Castle: Resurrection Review
Castle moves forward by staying the same. Here is our review.
It’s weird for me to commend an episode of Castle for going back to the well with a big bad whose story seems unending after weeks of kvetching about the show’s inability to change even while introducing the ingredients for change — Rick and Kate’s wedded status and Rick’s private eye dalliance — but here we are.
In the first of a two parter, Castle welcomed back 3XK and Michael Mosley as Jerry Tyson. Unfamiliar with Tyson’s string of destruction and murder? Don’t worry, Castle’s producers deftly worked in flashbacks to get casual viewers up to speed and explain why Beckett was so unnerved, why Captain Gates was willing to let Rick officially work the case, and why Rick, Lanie, Javy, and Ryan were all so affected.
In typical Castle fashion, though, things took some time to unfold, with the episode starting with Rick and Kate briefly having a conversation about having a baby before Kate’s phone rang and she found herself working on another murder.
It was Lanie who first felt uneasy about things, though her suspicions seemed savant-esque when Kate confirmed her suspicions about the case echoing the death of Pam Hodges, a Tampa hooker who had been made to look like Lanie in 3XK’s previous web of torture and murder.
It’s important to note how effectively bone-chilling Annie Wersching is as Dr. Kelly Nieman, a plastic surgeon who seems to delight in assessing people’s cosmetic surgery needs when first meeting them. Nieman always seems as though she is straddling the line between psychopath and highly functioning professional and her team-up with Mosley comes off like a real world Joker/Harley Quinn pairing, especially as Mosley seems as though he’s having a lot of fun embodying Michael Boudreau, a man who says that he got plastic surgery to look like Jerry Tyson, who had been thought dead thanks to a gunshot and a fall off a bridge.

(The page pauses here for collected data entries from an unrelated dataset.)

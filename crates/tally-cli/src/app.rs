//! Application initialization
//!
//! Provides the centralized initialization sequence and fatal error handling
//! for the Tally CLI application.

use anyhow::{Context, Result};
use std::panic;
use std::path::PathBuf;
use std::sync::Arc;
use tally_adapters::SqliteStore;
use tally_core::{
    get_default_config_path, init_logger, load_config_from_path, Config, DirectoryManager,
    LogLevel, LoggerConfig, LoggerGuard,
};
use tracing::error;

/// Application context holding initialized components
pub struct AppContext {
    /// Application configuration
    pub config: Arc<Config>,
    /// Where the configuration was loaded from
    pub config_path: PathBuf,
    directories: DirectoryManager,
    /// Keeps the log writer alive
    #[allow(dead_code)]
    logger_guard: Option<LoggerGuard>,
}

impl AppContext {
    pub fn config(&self) -> &Config {
        &self.config
    }

    pub fn directories(&self) -> &DirectoryManager {
        &self.directories
    }

    /// Opens the history and usage database
    pub async fn open_store(&self) -> Result<SqliteStore> {
        SqliteStore::new(
            &self.directories.database_path(),
            self.directories.captures_dir(),
            self.config.usage.clone(),
        )
        .await
        .context("Failed to open database")
    }
}

/// Application initialization options
#[derive(Debug, Clone, Default)]
pub struct InitOptions {
    /// Configuration file; `None` means `~/.tally/config.toml`
    pub config_path: Option<PathBuf>,
    /// Whether to initialize the logger
    pub init_logger: bool,
    /// Mirror logs to stdout
    pub log_to_stdout: bool,
    /// Log level override
    pub log_level: Option<LogLevel>,
}

impl InitOptions {
    /// Options for an interactive command: file logging at info level
    pub fn command() -> Self {
        Self {
            config_path: None,
            init_logger: true,
            log_to_stdout: false,
            log_level: Some(LogLevel::Info),
        }
    }
}

/// Initializes the Tally application
///
/// 1. Load configuration (creating a default file if missing)
/// 2. Create the data directory structure
/// 3. Initialize logging (if requested)
/// 4. Install the panic hook
pub fn initialize(options: InitOptions) -> Result<AppContext> {
    let config_path = options
        .config_path
        .unwrap_or_else(get_default_config_path);
    let config = load_config_from_path(&config_path).context("Failed to load configuration")?;
    let config = Arc::new(config);

    let directories = DirectoryManager::new(config.storage.data_dir.clone());
    directories
        .initialize()
        .context("Failed to create directory structure")?;

    let logger_guard = if options.init_logger {
        let logger_config = LoggerConfig::new(directories.logs_dir())
            .with_level(options.log_level.unwrap_or(LogLevel::Info))
            .with_stdout(options.log_to_stdout);

        Some(init_logger(logger_config).context("Failed to initialize logger")?)
    } else {
        None
    };

    setup_panic_hook(directories.logs_dir());

    Ok(AppContext {
        config,
        config_path,
        directories,
        logger_guard,
    })
}

/// Logs the panic, points the user at the log file, then runs the default hook
fn setup_panic_hook(logs_dir: PathBuf) {
    let default_hook = panic::take_hook();

    panic::set_hook(Box::new(move |panic_info| {
        let location = panic_info
            .location()
            .map(|l| format!("{}:{}:{}", l.file(), l.line(), l.column()))
            .unwrap_or_else(|| "unknown location".to_string());

        let message = if let Some(s) = panic_info.payload().downcast_ref::<&str>() {
            s.to_string()
        } else if let Some(s) = panic_info.payload().downcast_ref::<String>() {
            s.clone()
        } else {
            "Unknown panic payload".to_string()
        };

        error!(location = %location, "FATAL ERROR: {}", message);

        eprintln!();
        eprintln!("Tally encountered a fatal error and must exit.");
        eprintln!("Location: {}", location);
        eprintln!("Error: {}", message);
        eprintln!();
        eprintln!("Please check the logs in: {}", logs_dir.display());
        eprintln!();

        default_hook(panic_info);
    }));
}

The effort to prove that Boudreau is really Tyson occupies the second half of this episode as Rick and Kate venture upstate to quiz Tyson’s mother before discovering a box of his belongings and a baby tooth that may be the key in exposing the ruse that is Michael Boudreau since 3XK’s files had gone missing last time around.

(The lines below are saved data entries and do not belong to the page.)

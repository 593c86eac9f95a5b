//! Service seams the bot host provides to behaviors.
//!
//! Each trait covers one game subsystem. [`Host`] bundles them so a behavior
//! can be generic over a single type parameter; anything implementing every
//! service is a host automatically.
mod combat;
mod control;
mod dialog;
mod navigation;
mod quests;
mod world;

pub use combat::{Combat, PointOfInterest};
pub use control::{Activities, BotControl, Clock};
pub use dialog::GossipFrame;
pub use navigation::{MoveResult, Navigator};
pub use quests::{QuestLog, QuestRecord};
pub use world::WorldQuery;

/// Everything a quest behavior may ask of the bot.
pub trait Host: WorldQuery + Navigator + QuestLog + GossipFrame + Combat + BotControl + Clock {}

impl<T> Host for T where
    T: WorldQuery + Navigator + QuestLog + GossipFrame + Combat + BotControl + Clock
{
}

Unsurprisingly, a tense interrogation room stand-off between Rick and Tyson/Boudreau is interrupted by Gates with results that set Boudreau free, but as I said, this is a two-parter, so this whole exercise wasn’t merely about a clean getaway for Tyson and Nieman after another death — it was about torturing and punishing the 12th precinct and both Rick Castle and Kate Beckett.Something that is wonderfully illustrated by the scene at the episode’s end when Kate is kidnapped (and creepily taken away in a wheelchair after being drugged) and Rick gets a smirk from Nieman and a wink from Tyson/Boudreau as the elevator closes and Rick realizes that Kate is in danger.

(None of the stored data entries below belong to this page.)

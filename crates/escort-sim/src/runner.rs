//! Drives an [`EscortGroup`] through a scenario on the simulated host.

use std::time::Duration;

use anyhow::{Context, Result};
use bot_core::sim::SimWorld;
use bot_core::{UnitId, Vec3};
use quest_behaviors::{BehaviorState, EscortConfig, EscortGroup, Outcome};
use tracing::{debug, info};

use crate::scenario::Scenario;

/// What happened during a run.
#[derive(Debug)]
pub struct Report {
    pub ticks: usize,
    pub elapsed: Duration,
    /// `(tick, state)` every time the state changed, starting with the first.
    pub transitions: Vec<(usize, BehaviorState)>,
    pub outcome: Option<Outcome>,
    pub escorted: Vec<UnitId>,
    pub agent_location: Vec3,
    pub goal: String,
    pub stop_reason: Option<String>,
}

/// Runs `scenario` until the behavior finishes or the tick budget runs out.
pub fn run(scenario: &Scenario, seed: u64) -> Result<Report> {
    let config =
        EscortConfig::from_element(&scenario.behavior).context("invalid behavior element")?;
    let mut escort =
        EscortGroup::seeded(scenario.world(), config, seed).context("invalid behavior element")?;
    let quest = scenario.quest_id();
    let step = Duration::from_millis(scenario.tick_ms);

    let mut transitions = Vec::new();
    let mut ticks = 0;
    for tick in 0..scenario.ticks {
        for event in scenario.events_at(tick) {
            debug!(tick, ?event, "scripted event");
            event.apply(escort.host_mut(), quest);
        }

        escort.tick();
        ticks = tick + 1;

        let state = escort.state();
        if transitions.last().is_none_or(|(_, last)| *last != state) {
            info!(tick, %state, "state");
            transitions.push((tick, state));
        }
        if escort.is_finished() {
            break;
        }
        escort.host_mut().advance(step);
    }

    let host: &SimWorld = escort.host();
    Ok(Report {
        ticks,
        elapsed: host.elapsed(),
        transitions,
        outcome: escort.outcome().cloned(),
        escorted: escort.escorted().to_vec(),
        agent_location: host.agent().location,
        goal: escort.goal_text(),
        stop_reason: host.stop_reason().map(str::to_owned),
    })
}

If you’re a loyal Castle watcher, than you’re familiar with the idea of either Castle or Beckett being in harm’s way, ticking toward death as the other swoops in at the last minute to save them. And that will probably be the way that this latest story is resolved, but while there’s little mystery there, we genuinely can’t know right now if Castle and Beckett will actually thwart 3XK and Nieman, or if they will live to torture and tease another day. And that’s great.Even though this is merely a pit-stop in the middle of a season that has had some problems, and even though Castle is again treading on familiar ground by putting a main character in faux-peril, I do hope that 3XK and Nieman get to keep coming back, because their appearances have now proven themselves to be a shot in the arm.
It’s also nice to see Rick back in the department’s good graces after ultimately wasting our time with the detective arc that is, I imagine, done now that he’s gotten a foot back in the door. I would have loved to see Rick Castle P.I. become more, but the idea is clearly dead.